Ya llegó la noche más mágica del año. Es la noche en la que desearía volver el tiempo atrás y ser otra vez una niña. Porque los días previos a éste son una oda al consumo, al tener, al acaparar, a El Corte Inglés, a la antítesis de la Navidad. Pero esta noche es otra cosa.Y les pertenece sólo a ellos. Mi ilusión es, pero es otra. En los niños, puedo encontrar la inocencia y la autenticidad de quien cree en la bondad y en lo imposible. Sus caritas reflejan una emoción que va más allá del deseo de recibir un juguete. Se trata de algo más. Es creer en la magia, en que existen seres maravillosos que esa noche llegarán a su casa montados en sus camellos y les visitarán a ellos. A ellos. Y beberán la leche que con mimo han dejado preparada. Y mordisquearán las galletas. Y hasta los cereales de chocolate que este año les han dejado... porque les van a encantar, ya lo verás.

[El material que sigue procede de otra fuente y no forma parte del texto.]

//! HTML generation for serve mode.
//!
//! Assembles the complete single-page document from the content model:
//! header with navigation (including the compact-menu button and drawer),
//! the five anchorable sections, the contact form, and the footer. All
//! interpolated content goes through [`html_escape`]; the active-section
//! highlight and menu behavior are applied client-side by `folio.js`.

use crate::content::{FieldKind, Page};
use crate::observer::SectionId;

/// Sections listed in the navigation bar and drawer. The hero is reached
/// through the brand link instead.
const NAV_SECTIONS: [SectionId; 4] = [
    SectionId::About,
    SectionId::Projects,
    SectionId::Teaching,
    SectionId::Contact,
];

/// Minimal HTML entity escaping for text content and attribute values.
fn html_escape(s: &str) -> String {
    let mut out = String::with_capacity(s.len());
    for c in s.chars() {
        match c {
            '&' => out.push_str("&amp;"),
            '<' => out.push_str("&lt;"),
            '>' => out.push_str("&gt;"),
            '"' => out.push_str("&quot;"),
            '\'' => out.push_str("&#39;"),
            _ => out.push(c),
        }
    }
    out
}

// ---------------------------------------------------------------------------
// Fragments
// ---------------------------------------------------------------------------

fn nav_links_html(class: &str) -> String {
    let mut html = String::new();
    for section in NAV_SECTIONS {
        html.push_str(&format!(
            "<a class=\"{class}\" data-section=\"{anchor}\" href=\"#{anchor}\">{label}</a>\n",
            anchor = section.anchor(),
            label = section.label(),
        ));
    }
    html
}

fn header_html(page: &Page) -> String {
    format!(
        "<header class=\"site-header\">\n\
<div class=\"header-inner\">\n\
<a class=\"brand\" href=\"#home\"><span class=\"brand-first\">{first}</span> <span class=\"brand-last\">{last}</span></a>\n\
<nav class=\"site-nav\" aria-label=\"Sections\">\n\
{links}</nav>\n\
<button id=\"menu-toggle\" class=\"menu-toggle\" aria-label=\"Toggle menu\" aria-expanded=\"false\">☰</button>\n\
</div>\n\
<nav id=\"menu-drawer\" class=\"menu-drawer\" aria-label=\"Sections\" hidden>\n\
{drawer_links}</nav>\n\
</header>\n",
        first = html_escape(page.hero.first_name),
        last = html_escape(page.hero.last_name),
        links = nav_links_html("nav-link"),
        drawer_links = nav_links_html("drawer-link"),
    )
}

fn hero_html(page: &Page) -> String {
    let hero = &page.hero;
    let mut stats = String::new();
    for stat in &hero.stats {
        stats.push_str(&format!(
            "<div class=\"stat\"><span class=\"stat-value\">{}</span> <span class=\"stat-label\">{}</span></div>\n",
            html_escape(stat.value),
            html_escape(stat.label),
        ));
    }
    let mut actions = String::new();
    for action in &hero.actions {
        actions.push_str(&format!(
            "<a class=\"cta\" href=\"#{}\">{}</a>\n",
            html_escape(action.anchor),
            html_escape(action.label).to_uppercase(),
        ));
    }
    format!(
        "<section id=\"home\" class=\"hero\">\n\
<p class=\"eyebrow\">{eyebrow}</p>\n\
<h1>{first} <span class=\"accent\">{last}</span></h1>\n\
<p class=\"tagline\">{tagline}</p>\n\
<div class=\"stats\">\n{stats}</div>\n\
<p class=\"intro\">{intro}</p>\n\
<div class=\"actions\">\n{actions}</div>\n\
<p class=\"motto\">{motto}</p>\n\
</section>\n",
        eyebrow = html_escape(hero.eyebrow),
        first = html_escape(hero.first_name),
        last = html_escape(hero.last_name),
        tagline = html_escape(hero.tagline),
        intro = html_escape(hero.intro),
        motto = html_escape(hero.motto).to_uppercase(),
    )
}

fn about_html(page: &Page) -> String {
    let about = &page.about;
    let mut highlights = String::from("<ul class=\"highlights\">\n");
    for item in &about.highlights {
        highlights.push_str(&format!("<li>{}</li>\n", html_escape(item)));
    }
    highlights.push_str("</ul>\n");

    let mut cards = String::new();
    for card in &about.cards {
        cards.push_str(&format!(
            "<article class=\"card\">\n<h3>{}</h3>\n<p>{}</p>\n</article>\n",
            html_escape(card.title),
            html_escape(card.body),
        ));
    }

    let mut interests = String::from("<ul class=\"interests\">\n");
    for interest in &about.interests {
        interests.push_str(&format!("<li>{}</li>\n", html_escape(interest)));
    }
    interests.push_str("</ul>\n");

    let mut skills = String::from("<div class=\"skills\">\n");
    for skill in &about.skills {
        skills.push_str(&format!(
            "<div class=\"skill\"><h4>{}</h4><p>{}</p></div>\n",
            html_escape(skill.name),
            html_escape(skill.detail),
        ));
    }
    skills.push_str("</div>\n");

    format!(
        "<section id=\"about\" class=\"about\">\n\
<p class=\"eyebrow\">ABOUT</p>\n\
<h2>{heading}</h2>\n\
{highlights}\
<div class=\"cards\">\n{cards}</div>\n\
<h3>Research Interests</h3>\n\
{interests}\
<h3>Core Skills</h3>\n\
{skills}\
</section>\n",
        heading = html_escape(about.heading),
    )
}

fn projects_html(page: &Page) -> String {
    let projects = &page.projects;
    let mut entries = String::new();
    for project in &projects.entries {
        let stack = project
            .stack
            .iter()
            .map(|s| html_escape(s))
            .collect::<Vec<_>>()
            .join(" • ");
        entries.push_str(&format!(
            "<article class=\"project\">\n\
<h3>{title}</h3>\n\
<p>{summary}</p>\n\
<p class=\"stack\">{stack}</p>\n\
</article>\n",
            title = html_escape(project.title),
            summary = html_escape(project.summary),
        ));
    }
    format!(
        "<section id=\"projects\" class=\"projects\">\n\
<p class=\"eyebrow\">PROJECTS</p>\n\
<h2>{heading}</h2>\n\
<p class=\"blurb\">{blurb}</p>\n\
<div class=\"project-grid\">\n{entries}</div>\n\
</section>\n",
        heading = html_escape(projects.heading),
        blurb = html_escape(projects.blurb),
    )
}

fn position_html(title: &str, role: &str, summary: &str, tags: &[&str]) -> String {
    let tags_html = tags
        .iter()
        .map(|t| format!("<span class=\"tag\">{}</span>", html_escape(t)))
        .collect::<Vec<_>>()
        .join("\n");
    format!(
        "<article class=\"position\">\n\
<h4>{}</h4>\n\
<p class=\"role\">{}</p>\n\
<p>{}</p>\n\
<div class=\"tags\">{}</div>\n\
</article>\n",
        html_escape(title),
        html_escape(role),
        html_escape(summary),
        tags_html,
    )
}

fn teaching_html(page: &Page) -> String {
    let teaching = &page.teaching;
    let mut courses = String::new();
    for course in &teaching.courses {
        courses.push_str(&position_html(
            course.title,
            course.role,
            course.summary,
            &course.tags,
        ));
    }
    let mut philosophy = String::from("<ul class=\"philosophy\">\n");
    for item in &teaching.philosophy {
        philosophy.push_str(&format!("<li>{}</li>\n", html_escape(item)));
    }
    philosophy.push_str("</ul>\n");

    let mut labs = String::new();
    for lab in &teaching.labs {
        labs.push_str(&position_html(lab.title, lab.role, lab.summary, &lab.tags));
    }
    let mut contributions = String::from("<ul class=\"contributions\">\n");
    for c in &teaching.contributions {
        contributions.push_str(&format!(
            "<li><span class=\"year\">{}</span> {}</li>\n",
            html_escape(c.year),
            html_escape(c.title),
        ));
    }
    contributions.push_str("</ul>\n");

    format!(
        "<section id=\"teaching\" class=\"teaching\">\n\
<p class=\"eyebrow\">TEACHING &amp; RESEARCH</p>\n\
<h2>{heading}</h2>\n\
<p class=\"blurb\">{blurb}</p>\n\
<div class=\"columns\">\n\
<div class=\"column\">\n<h3>Teaching Experience</h3>\n{courses}\
<h4>Teaching Philosophy</h4>\n{philosophy}</div>\n\
<div class=\"column\">\n<h3>Lab Contributions</h3>\n{labs}\
<h4>Research Contributions</h4>\n{contributions}</div>\n\
</div>\n\
</section>\n",
        heading = html_escape(teaching.heading),
        blurb = html_escape(teaching.blurb),
    )
}

fn contact_html(page: &Page) -> String {
    let contact = &page.contact;
    let mut channels = String::new();
    for channel in &contact.channels {
        channels.push_str(&format!(
            "<div class=\"channel\">\n\
<h4>{label}</h4>\n\
<a href=\"{href}\">{value}</a>\n\
</div>\n",
            label = html_escape(channel.label),
            href = html_escape(channel.href),
            value = html_escape(channel.value),
        ));
    }

    // Purely presentational: no action attribute, no submission endpoint.
    let mut fields = String::new();
    for field in &contact.form_fields {
        let id = html_escape(field.id);
        let label = html_escape(field.label);
        let placeholder = html_escape(field.placeholder);
        let control = match field.kind {
            FieldKind::Text => {
                format!("<input id=\"{id}\" name=\"{id}\" type=\"text\" placeholder=\"{placeholder}\">")
            }
            FieldKind::Email => {
                format!("<input id=\"{id}\" name=\"{id}\" type=\"email\" placeholder=\"{placeholder}\">")
            }
            FieldKind::Textarea => format!(
                "<textarea id=\"{id}\" name=\"{id}\" rows=\"6\" placeholder=\"{placeholder}\"></textarea>"
            ),
        };
        fields.push_str(&format!(
            "<div class=\"field\">\n<label for=\"{id}\">{label}</label>\n{control}\n</div>\n",
        ));
    }

    format!(
        "<section id=\"contact\" class=\"contact\">\n\
<p class=\"eyebrow\">CONTACT</p>\n\
<h2>{heading}</h2>\n\
<p class=\"blurb\">{blurb}</p>\n\
<div class=\"contact-grid\">\n\
<div class=\"channels\">\n{channels}</div>\n\
<div class=\"form-panel\">\n\
<h3>{form_title}</h3>\n\
<form class=\"contact-form\">\n\
{fields}\
<button type=\"submit\">{submit}</button>\n\
</form>\n\
</div>\n\
</div>\n\
<footer class=\"site-footer\">\n\
<p>© {year} Nicholas Terek. All rights reserved.</p>\n\
</footer>\n\
</section>\n",
        heading = html_escape(contact.heading),
        blurb = html_escape(contact.blurb),
        form_title = html_escape(contact.form_title),
        submit = html_escape(contact.submit_label).to_uppercase(),
        year = html_escape(page.copyright_year),
    )
}

// ---------------------------------------------------------------------------
// Public API
// ---------------------------------------------------------------------------

/// Build the full single-page document.
pub fn build_page(page: &Page) -> String {
    format!(
        "<!DOCTYPE html>\n\
<html lang=\"en\" class=\"scroll-smooth\">\n\
<head>\n\
<meta charset=\"utf-8\">\n\
<meta name=\"viewport\" content=\"width=device-width, initial-scale=1\">\n\
<meta name=\"description\" content=\"{description}\">\n\
<title>{title}</title>\n\
<link rel=\"stylesheet\" href=\"/assets/folio.css\">\n\
</head>\n\
<body>\n\
{header}\
<main>\n\
{hero}\
{about}\
{projects}\
{teaching}\
{contact}\
</main>\n\
<script src=\"/assets/folio.js\"></script>\n\
</body>\n\
</html>\n",
        description = html_escape(page.meta.description),
        title = html_escape(page.meta.title),
        header = header_html(page),
        hero = hero_html(page),
        about = about_html(page),
        projects = projects_html(page),
        teaching = teaching_html(page),
        contact = contact_html(page),
    )
}

// ---------------------------------------------------------------------------
// Tests
// ---------------------------------------------------------------------------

No dejarles un montón de regalos es un favor muy grande que les hacemos. Pero no sólo para prevenir todos los males de la abundancia, que también. Es que, simplemente, es teñir de valores materiales algo que va más allá. Y que, además, es radicalmente innecesario. La ilusión es la noche, es la espera, es quedarse dormido creyendo que esa noche los Reyes Magos con sus camellos estarán en su salón, es saberse buenos porque los malos, en el fondo, no pueden ser de verdad.
Feliz noche de Reyes y que os traigan a todos mucha ilusión, mucha inocencia, mucha bondad y un corazón un poco más niño.